Di mata Mentan Syahrul, orang Bugis adalah orang yang tidak biasa berbuat sesuatu hanya untuk dirinya. Dia selalu memikirkan bagaimana menemukan harapan dan kebutuhan orang yang ada di sekitarnya.
Syahrul Yasin Limpo sendiri merupakan salah satu putra terbaik Bugis-Makassar yang diamanati Presiden Jokowi sebagai Menteri Pertanian 2019-2024.
Politisi Partai NasDem ini sebelumnya juga sukses memajukan daerah kelahirannya sebagai Gubernur Sulawesi Selatan selama dua periode.

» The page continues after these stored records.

//! Merge set: the deduplicating pool between ingestors and playout.
//!
//! After alignment every peer delivers the same content, so the same chunk
//! usually arrives once per peer. The set keeps one copy by content. Removal
//! order is whatever the hash set yields; it is not arrival order.
//!
//! Every operation is a single critical section under one lock.

use std::collections::{HashSet, VecDeque};

use tokio::sync::Mutex;

use confluence_core::Chunk;

/// Counters since creation.
#[derive(Debug, Clone, Copy, Default, PartialEq, Eq)]
pub struct MergeStats {
    /// Chunks added to the set.
    pub inserted: u64,
    /// Inserts dropped because the content was already pending.
    pub duplicates: u64,
    /// Inserts dropped because the content was played recently.
    pub late_duplicates: u64,
    /// Chunks handed to playout.
    pub taken: u64,
    /// Chunks currently pending.
    pub pending: usize,
}

struct MergeState {
    pending: HashSet<Chunk>,
    history: ReplayHistory,
    stats: MergeStats,
}

/// Bounded memory of recently taken chunk digests.
struct ReplayHistory {
    limit: usize,
    order: VecDeque<[u8; 32]>,
    seen: HashSet<[u8; 32]>,
}

impl ReplayHistory {
    fn new(limit: usize) -> Self {
        Self {
            limit,
            order: VecDeque::with_capacity(limit),
            seen: HashSet::with_capacity(limit),
        }
    }

    fn is_enabled(&self) -> bool {
        self.limit > 0
    }

    fn contains(&self, digest: &[u8; 32]) -> bool {
        self.seen.contains(digest)
    }

    fn record(&mut self, digest: [u8; 32]) {
        if !self.seen.insert(digest) {
            return;
        }
        self.order.push_back(digest);
        while self.order.len() > self.limit {
            if let Some(old) = self.order.pop_front() {
                self.seen.remove(&old);
            }
        }
    }
}

pub struct MergeSet {
    inner: Mutex<MergeState>,
}

impl MergeSet {
    /// An empty set with no replay history.
    pub fn new() -> Self {
        Self::with_replay_history(0)
    }

    /// An empty set that remembers the last `limit` taken chunks and drops
    /// them if a lagging peer delivers them again.
    pub fn with_replay_history(limit: usize) -> Self {
        Self {
            inner: Mutex::new(MergeState {
                pending: HashSet::new(),
                history: ReplayHistory::new(limit),
                stats: MergeStats::default(),
            }),
        }
    }

    /// Add a chunk unless identical content is already present.
    /// Returns true if it was added.
    pub async fn insert(&self, chunk: Chunk) -> bool {
        let mut state = self.inner.lock().await;
        state.insert(chunk)
    }

    /// Add a batch under one lock. Returns how many were added.
    pub async fn insert_all(&self, chunks: impl IntoIterator<Item = Chunk>) -> usize {
        let mut state = self.inner.lock().await;
        chunks
            .into_iter()
            .map(|c| state.insert(c))
            .filter(|added| *added)
            .count()
    }

    /// Remove and return one chunk, or `None` if the set is empty.
    pub async fn try_take_one(&self) -> Option<Chunk> {
        let mut state = self.inner.lock().await;
        let chunk = state.pending.iter().next().cloned()?;
        state.pending.remove(&chunk);
        if state.history.is_enabled() {
            state.history.record(chunk.digest());
        }
        state.stats.taken += 1;
        Some(chunk)
    }

    pub async fn len(&self) -> usize {
        self.inner.lock().await.pending.len()
    }

    pub async fn is_empty(&self) -> bool {
        self.inner.lock().await.pending.is_empty()
    }

    pub async fn stats(&self) -> MergeStats {
        let state = self.inner.lock().await;
        MergeStats {
            pending: state.pending.len(),
            ..state.stats
        }
    }
}

impl Default for MergeSet {
    fn default() -> Self {
        Self::new()
    }
}

impl MergeState {
    fn insert(&mut self, chunk: Chunk) -> bool {
        if self.pending.contains(&chunk) {
            self.stats.duplicates += 1;
            return false;
        }
        if self.history.is_enabled() && self.history.contains(&chunk.digest()) {
            self.stats.late_duplicates += 1;
            return false;
        }
        self.pending.insert(chunk);
        self.stats.inserted += 1;
        true
    }
}
//! Playout loop: drains the merge set into the player connection.

use std::io;
use std::net::SocketAddr;
use std::sync::Arc;
use std::time::Duration;

use tokio::sync::broadcast;

use confluence_core::Chunk;

use crate::gateway::DownstreamConnection;
use crate::merge::MergeSet;

#[derive(Debug, thiserror::Error)]
pub enum PlayoutError {
    #[error("write to player {peer} failed after {played} chunks: {source}")]
    StreamWrite {
        peer: SocketAddr,
        played: u64,
        #[source]
        source: io::Error,
    },
}

pub struct PlayoutLoop {
    merge: Arc<MergeSet>,
    conn: DownstreamConnection,
    poll_interval: Duration,
    shutdown: broadcast::Receiver<()>,
}

impl PlayoutLoop {
    pub fn new(
        merge: Arc<MergeSet>,
        conn: DownstreamConnection,
        poll_interval: Duration,
        shutdown: broadcast::Receiver<()>,
    ) -> Self {
        Self {
            merge,
            conn,
            poll_interval,
            shutdown,
        }
    }

    /// Play chunks until shutdown or a write failure. Returns the number of
    /// chunks written.
    pub async fn run(mut self) -> Result<u64, PlayoutError> {
        let peer = self.conn.peer_addr();
        let mut played = 0u64;
        tracing::info!(player = %peer, "playout started");

        loop {
            let chunk = tokio::select! {
                biased;
                _ = self.shutdown.recv() => {
                    tracing::info!(played, "playout shutting down");
                    return Ok(played);
                }
                c = next_chunk(&self.merge, self.poll_interval) => c,
            };

            self.conn
                .write_chunk(&chunk)
                .await
                .map_err(|source| PlayoutError::StreamWrite {
                    peer,
                    played,
                    source,
                })?;
            played += 1;
            tracing::trace!(
                played,
                digest = %hex::encode(&chunk.digest()[..4]),
                "chunk written to the player"
            );
        }
    }
}

/// Poll the merge set until it yields a chunk.
async fn next_chunk(merge: &MergeSet, poll_interval: Duration) -> Chunk {
    loop {
        if let Some(chunk) = merge.try_take_one().await {
            return chunk;
        }
        tokio::time::sleep(poll_interval).await;
    }
}
//! Simulation command
//!
//! Plays many games with an automatic strategy and collects statistics.

use crate::core::GameState;
use crate::registry::Registry;
use crate::strategy::{Strategy, StrategyType};
use indicatif::{ProgressBar, ProgressStyle};
use log::info;
use rand::rngs::StdRng;
use rand::{Rng, SeedableRng};
use rayon::prelude::*;
use rustc_hash::FxHashMap;
use std::time::{Duration, Instant};

/// Result of one simulated game
#[derive(Debug, Clone, PartialEq, Eq)]
pub struct GameRecord {
    pub word: String,
    pub won: bool,
    pub guesses: usize,
    pub wrong_guesses: usize,
}

/// Win rate for one secret word
#[derive(Debug, Clone, PartialEq, Eq)]
pub struct LanguageStats {
    pub name: &'static str,
    pub games: usize,
    pub won: usize,
}

/// Statistics over all simulated games
#[derive(Debug)]
pub struct SimulationResult {
    pub strategy: &'static str,
    pub games: usize,
    pub won: usize,
    pub lost: usize,
    pub average_guesses: f64,
    /// wrong guesses -> number of games
    pub wrong_distribution: FxHashMap<usize, usize>,
    /// In registry order
    pub per_language: Vec<LanguageStats>,
    pub duration: Duration,
}

impl SimulationResult {
    #[must_use]
    pub fn win_rate(&self) -> f64 {
        if self.games == 0 {
            0.0
        } else {
            self.won as f64 / self.games as f64
        }
    }
}

/// Play a single game to the end with `strategy`
pub fn play_game<S: Strategy, R: Rng + ?Sized>(
    registry: &Registry,
    strategy: &S,
    rng: &mut R,
) -> GameRecord {
    let mut state = GameState::random(registry, rng);

    while !state.board(registry).is_over() {
        let Some(letter) = strategy.next_letter(&state.board(registry), rng) else {
            break;
        };
        state.guess(letter);
    }

    let board = state.board(registry);
    GameRecord {
        word: state.secret().text().to_string(),
        won: board.is_won(),
        guesses: state.guessed().len(),
        wrong_guesses: board.wrong_guess_count(),
    }
}

/// Run `games` independent games in parallel
///
/// Game `i` uses an RNG seeded with `seed + i`, so results depend only on
/// the seed and not on thread scheduling.
///
/// # Panics
///
/// Panics if the progress bar template is invalid (it is a constant).
pub fn run_simulation(
    registry: &Registry,
    strategy: StrategyType,
    games: usize,
    seed: u64,
    show_progress: bool,
) -> SimulationResult {
    let pb = if show_progress {
        let pb = ProgressBar::new(games as u64);
        pb.set_style(
            ProgressStyle::default_bar()
                .template("{spinner:.green} [{bar:40.cyan/blue}] {pos}/{len} ({percent}%) | {msg}")
                .unwrap()
                .progress_chars("█▓▒░"),
        );
        pb
    } else {
        ProgressBar::hidden()
    };

    let start = Instant::now();

    let records: Vec<GameRecord> = (0..games)
        .into_par_iter()
        .map(|i| {
            let mut rng = StdRng::seed_from_u64(seed.wrapping_add(i as u64));
            let record = play_game(registry, &strategy, &mut rng);
            pb.inc(1);
            record
        })
        .collect();

    pb.finish_with_message("Complete!");
    let duration = start.elapsed();

    let result = summarize(registry, strategy.name(), &records, duration);
    info!(
        "simulated {} games with {} strategy: {} won",
        result.games, result.strategy, result.won
    );
    result
}

fn summarize(
    registry: &Registry,
    strategy: &'static str,
    records: &[GameRecord],
    duration: Duration,
) -> SimulationResult {
    let won = records.iter().filter(|r| r.won).count();

    let mut wrong_distribution: FxHashMap<usize, usize> = FxHashMap::default();
    for record in records {
        *wrong_distribution.entry(record.wrong_guesses).or_insert(0) += 1;
    }

    let per_language = registry
        .languages()
        .iter()
        .map(|lang| {
            let games: Vec<&GameRecord> = records
                .iter()
                .filter(|r| lang.name.eq_ignore_ascii_case(&r.word))
                .collect();
            LanguageStats {
                name: lang.name,
                games: games.len(),
                won: games.iter().filter(|r| r.won).count(),
            }
        })
        .collect();

    let average_guesses = if records.is_empty() {
        0.0
    } else {
        records.iter().map(|r| r.guesses).sum::<usize>() as f64 / records.len() as f64
    };

    SimulationResult {
        strategy,
        games: records.len(),
        won,
        lost: records.len() - won,
        average_guesses,
        wrong_distribution,
        per_language,
        duration,
    }
}

#[cfg(test)]
mod tests {
    use super::*;
    use crate::strategy::{FrequencyStrategy, RandomStrategy};

    #[test]
    fn every_game_ends() {
        let registry = Registry::builtin();
        let mut rng = StdRng::seed_from_u64(5);
        for _ in 0..50 {
            let record = play_game(&registry, &RandomStrategy, &mut rng);
            assert!(record.won || record.wrong_guesses == registry.loss_threshold());
            assert!(record.wrong_guesses <= registry.loss_threshold());
            assert!(record.guesses <= 26);
        }
    }

    #[test]
    fn simulation_counts_add_up() {
        let registry = Registry::builtin();
        let result = run_simulation(
            &registry,
            StrategyType::Frequency(FrequencyStrategy),
            200,
            11,
            false,
        );

        assert_eq!(result.games, 200);
        assert_eq!(result.won + result.lost, 200);
        assert_eq!(result.wrong_distribution.values().sum::<usize>(), 200);
        assert_eq!(result.per_language.len(), registry.len());
        assert_eq!(result.per_language.iter().map(|l| l.games).sum::<usize>(), 200);
        assert!(result.win_rate() >= 0.0 && result.win_rate() <= 1.0);
    }

    #[test]
    fn simulation_is_reproducible() {
        let registry = Registry::builtin();
        let strategy = StrategyType::Random(RandomStrategy);
        let a = run_simulation(&registry, strategy, 64, 99, false);
        let b = run_simulation(&registry, strategy, 64, 99, false);

        assert_eq!(a.won, b.won);
        assert_eq!(a.per_language, b.per_language);
        assert_eq!(a.wrong_distribution, b.wrong_distribution);
    }

    #[test]
    fn empty_simulation() {
        let registry = Registry::builtin();
        let result = run_simulation(
            &registry,
            StrategyType::Random(RandomStrategy),
            0,
            0,
            false,
        );
        assert_eq!(result.games, 0);
        assert!(result.win_rate().abs() < f64::EPSILON);
        assert!(result.average_guesses.abs() < f64::EPSILON);
    }
}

Orang Bugis tidak pantang menyerah dan selalu siap menghadapi tantangan.
“Hadapi laut itu, seberangi laut itu. Bahkan di tengah samudera, kalau ada badai menghadang. Jangan mau menyamping,” ujar Mentan SYL saat meluncurkan buku The SYL Way di Unhas pada 15 Maret lalu.
“Hadapi badai itu. Putar layarmu tujuh kali ke kanan, tujuh kali ke kiri. Kalau memang kamu tenggelam, itu karena takdir, bukan karena kamu,” lanjut dia.
Selain ada sosok pemimpin tangguh dalam diri orang Bugis, ia juga dikenal sebagai teman sejati. Ia bukan tipe bos yang duduk santai di kantor. Ia tidak membiarkan anak buahnya bekerja sendiri. Ia ikut turun, bekerja dan mengarahkan.
"Berteman dan bersaudara dan menjadi pemimpin orang Bugis-Makassar, anak buahnya tidak boleh cedera, anak buahnya tidak perang sendiri,” tambah dia.